Besides using mortality data to compute the “mortality acceleration date” and thus the NPI Speed variable, we also study two mortality outcomes: peak excess mortality and cumulative excess mortality.Footnote ²⁷ In addition to studying excess mortality due to influenza and pneumonia

(denoted as I&P occasionally throughout the paper), we also analyze all-cause excess mortality, an overall less precise but more robust measure (Stokes et al. Reference Stokes, Lundberg, Elo, Hempstead, Bor and Preston2021).

To compute daily excess mortality rates, we first collect monthly mortality rates between 1910 and 1916 from the annual Mortality Statistics (Bureau of the Census 1913). We use these rates to compute monthly median mortality rates, denoted as the “baseline mortality rates.” Second, we obtain 1918 population estimates from the Bureau of the Census (1922). Third, we collect weekly death counts during the pandemic from the Weekly Health Index published by the U.S. Census Bureau, retrieved from Navarro and Markel (2016) and the United States Public Health Service (1920). These weekly death counts occasionally have missing values, which we linearly interpolate. Lastly, we smooth out the weekly death counts and the monthly baseline mortality rates to a daily frequency, and compute the daily excess death rates as the daily mortality rates minus the daily baseline mortality rate. This approach follows Collins et al. (Reference Collins, Frost, Gover and Sydenstricker1930) and Markel et al. (Reference Markel, Lipman, Alexander Navarro, Sloan, Michalsen, Stern and Cetron2007). Details of each step involved, including the algorithms employed, specific examples, comparisons between our estimates and those of Markel et al. (Reference Markel, Lipman, Alexander Navarro, Sloan, Michalsen, Stern and Cetron2007), as well as comparisons between influenza and pneumonia and all-cause mortality rates, are provided in Online Appendix C.1.

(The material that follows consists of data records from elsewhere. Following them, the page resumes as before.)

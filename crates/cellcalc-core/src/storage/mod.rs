//! Cell store backends.
//!
//! Every backend implements [`CellStore`], which extends the engine's
//! read-only [`CellSource`] with writes. The backend in use is picked at
//! startup from a [`StoreConfig`] and handed around as a `Box<dyn CellStore>`.

mod firebase;
mod memory;
mod sqlite;

pub use firebase::FirebaseStore;
pub use memory::MemoryStore;
pub use sqlite::SqliteStore;

use crate::error::{CellcalcError, Result};
use cellcalc_engine::engine::{CellId, CellSource};
use serde::{Deserialize, Serialize};
use std::fmt;
use std::path::PathBuf;
use tracing::info;

/// Whether a `put` created a new cell or overwrote an existing one.
#[derive(Clone, Copy, Debug, PartialEq, Eq, Serialize)]
#[serde(rename_all = "snake_case")]
pub enum PutOutcome {
    Created,
    Updated,
}

/// A durable mapping from cell id to formula.
pub trait CellStore: CellSource<Error = CellcalcError> + Send + Sync {
    /// Insert or overwrite the formula for `id`.
    fn put(&self, id: &CellId, formula: &str) -> Result<PutOutcome>;

    /// Remove a cell. Returns false if it did not exist.
    fn delete(&self, id: &str) -> Result<bool>;

    /// Remove every cell.
    fn clear(&self) -> Result<()>;
}

#[derive(Clone, Copy, Debug, Default, PartialEq, Eq, Serialize, Deserialize)]
#[serde(rename_all = "lowercase")]
pub enum Backend {
    Memory,
    #[default]
    Sqlite,
    Firebase,
}

impl std::str::FromStr for Backend {
    type Err = String;

    fn from_str(s: &str) -> std::result::Result<Self, Self::Err> {
        match s.to_ascii_lowercase().as_str() {
            "memory" => Ok(Backend::Memory),
            "sqlite" => Ok(Backend::Sqlite),
            "firebase" => Ok(Backend::Firebase),
            other => Err(format!(
                "Unknown backend: {} (expected memory, sqlite or firebase)",
                other
            )),
        }
    }
}

impl fmt::Display for Backend {
    fn fmt(&self, f: &mut fmt::Formatter<'_>) -> fmt::Result {
        let name = match self {
            Backend::Memory => "memory",
            Backend::Sqlite => "sqlite",
            Backend::Firebase => "firebase",
        };
        f.write_str(name)
    }
}

#[derive(Clone, Debug, PartialEq, Eq, Serialize, Deserialize)]
#[serde(default)]
pub struct StoreConfig {
    pub backend: Backend,
    /// Database file for the sqlite backend.
    pub path: PathBuf,
    /// Firebase realtime database name, used to derive its URL.
    pub firebase_name: Option<String>,
    /// Explicit Firebase base URL (takes precedence over `firebase_name`).
    pub firebase_url: Option<String>,
}

impl Default for StoreConfig {
    fn default() -> Self {
        StoreConfig {
            backend: Backend::default(),
            path: PathBuf::from("cells.db"),
            firebase_name: None,
            firebase_url: None,
        }
    }
}

/// Open the backend selected by `config`.
pub fn open(config: &StoreConfig) -> Result<Box<dyn CellStore>> {
    let store: Box<dyn CellStore> = match config.backend {
        Backend::Memory => Box::new(MemoryStore::new()),
        Backend::Sqlite => Box::new(SqliteStore::open(&config.path)?),
        Backend::Firebase => {
            let url = match (&config.firebase_url, &config.firebase_name) {
                (Some(url), _) => url.clone(),
                (None, Some(name)) => FirebaseStore::database_url(name),
                (None, None) => {
                    return Err(CellcalcError::Config(
                        "firebase backend needs firebase_url or firebase_name (FBASE)".to_string(),
                    ));
                }
            };
            Box::new(FirebaseStore::new(&url)?)
        }
    };
    info!(backend = %config.backend, "opened cell store");
    Ok(store)
}
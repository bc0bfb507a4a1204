use crate::error::{CellcalcError, Result};
use cellcalc_engine::engine::{CellId, CellSource};
use dashmap::DashMap;
use std::sync::Arc;

use super::{CellStore, PutOutcome};

/// In-process store. Clones share the same cells.
#[derive(Clone, Debug, Default)]
pub struct MemoryStore {
    cells: Arc<DashMap<String, String>>,
}

impl MemoryStore {
    pub fn new() -> Self {
        Self::default()
    }

    pub fn len(&self) -> usize {
        self.cells.len()
    }

    pub fn is_empty(&self) -> bool {
        self.cells.is_empty()
    }
}

impl CellSource for MemoryStore {
    type Error = CellcalcError;

    fn get(&self, id: &str) -> Result<Option<String>> {
        Ok(self.cells.get(id).map(|entry| entry.value().clone()))
    }

    fn list(&self) -> Result<Vec<String>> {
        Ok(self.cells.iter().map(|entry| entry.key().clone()).collect())
    }
}

impl CellStore for MemoryStore {
    fn put(&self, id: &CellId, formula: &str) -> Result<PutOutcome> {
        match self.cells.insert(id.to_string(), formula.to_string()) {
            Some(_) => Ok(PutOutcome::Updated),
            None => Ok(PutOutcome::Created),
        }
    }

    fn delete(&self, id: &str) -> Result<bool> {
        Ok(self.cells.remove(id).is_some())
    }

    fn clear(&self) -> Result<()> {
        self.cells.clear();
        Ok(())
    }
}
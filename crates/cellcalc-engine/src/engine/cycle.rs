use std::collections::HashSet;

use super::source::CellSource;
use super::token::tokens;

/// Whole-token references to `known` ids in a formula, in order of
/// appearance. Repeated references are kept.
pub fn references<'a>(formula: &'a str, known: &HashSet<String>) -> Vec<&'a str> {
    tokens(formula)
        .map(|t| t.text)
        .filter(|text| known.contains(*text))
        .collect()
}

/// Detect a reference cycle reachable from `start`.
/// Returns Some(cycle) with the first id repeated at the end, None otherwise.
pub fn find_cycle<S: CellSource + ?Sized>(
    source: &S,
    start: &str,
) -> Result<Option<Vec<String>>, S::Error> {
    let known: HashSet<String> = source.list()?.into_iter().collect();
    let mut visiting = HashSet::new();
    let mut finished = HashSet::new();
    let mut path = Vec::new();

    if find_cycle_dfs(source, start, &known, &mut visiting, &mut finished, &mut path)? {
        Ok(Some(path))
    } else {
        Ok(None)
    }
}

fn find_cycle_dfs<S: CellSource + ?Sized>(
    source: &S,
    current: &str,
    known: &HashSet<String>,
    visiting: &mut HashSet<String>,
    finished: &mut HashSet<String>,
    path: &mut Vec<String>,
) -> Result<bool, S::Error> {
    if visiting.contains(current) {
        // Keep only the part of the path that forms the loop.
        if let Some(pos) = path.iter().position(|id| id == current) {
            path.drain(..pos);
        }
        path.push(current.to_string());
        return Ok(true);
    }
    if finished.contains(current) {
        return Ok(false);
    }

    let Some(formula) = source.get(current)? else {
        return Ok(false);
    };

    visiting.insert(current.to_string());
    path.push(current.to_string());

    for dep in references(&formula, known) {
        if find_cycle_dfs(source, dep, known, visiting, finished, path)? {
            return Ok(true);
        }
    }

    path.pop();
    visiting.remove(current);
    finished.insert(current.to_string());
    Ok(false)
}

Figure 3 shows the weekly mortality rates for both influenza and pneumonia and all-cause mortality, as well as the mortality acceleration date and the start and end dates of the three different types of NPIs for six different cities. Several of the patterns previously outlined are evident. For instance, cities further east such as Boston and Philadelphia, experienced increases in mortality earlier and were slower to implement NPIs than cities further west, such as Rochester or St. Louis. Moreover, there is variation in the speed and intensity of NPIs and the mortality outcomes in nearby cities such as St. Paul and Minneapolis. The same figure for each city in our sample can be found in Online Appendix C.

Figure 3

NPIs AND MORTALITY

Note: This figure compares weekly mortality rates smoothed to a daily frequency against the dates where three types of NPIs were active (public gathering bans, school closures, and quarantine/isolation/etc.), for eight selected cities (see Online Appendix C.6 for figures of all cities).

Sources: Mortality data from Collins et al. (Reference Collins, Frost, Gover and Sydenstricker1930), Bureau of the Census (1913), Navarro and Markel (2016), United States Public Health Service (1920), and Bureau of the Census (1922). NPI data from Markel et al. (Reference Markel, Lipman, Alexander Navarro, Sloan, Michalsen, Stern and Cetron2007), Berkes et al. (2020), and authors’ calculations. See Data section, Online Appendix C.1, and Online Appendix C.2 for details.

Economic Outcomes

To study the short-run economic impact of the 1918 Flu Pandemic and associated NPIs, we construct a monthly city-level measure of business disruptions by digitizing information on business conditions from Bradstreet’s weekly “Trade at a Glance” tables.Footnote ²⁸ These tables provide city-level one-word summaries of the conditions of wholesale trade, retail trade, and manufacturing. We categorize these words into an indicator variable of whether trade was “Not disrupted” or “Disrupted.” For robustness, we also construct a three-valued measure that ranks business conditions into “Bad,” “Fair,” and “Good.” We then aggregate this measure into a monthly frequency, as weekly information is not always reported for all cities. This results in a monthly series of business disruptions for 27 cities with NPI measures from January 1917 to December 1922. Further details are provided in Online Appendix C.3.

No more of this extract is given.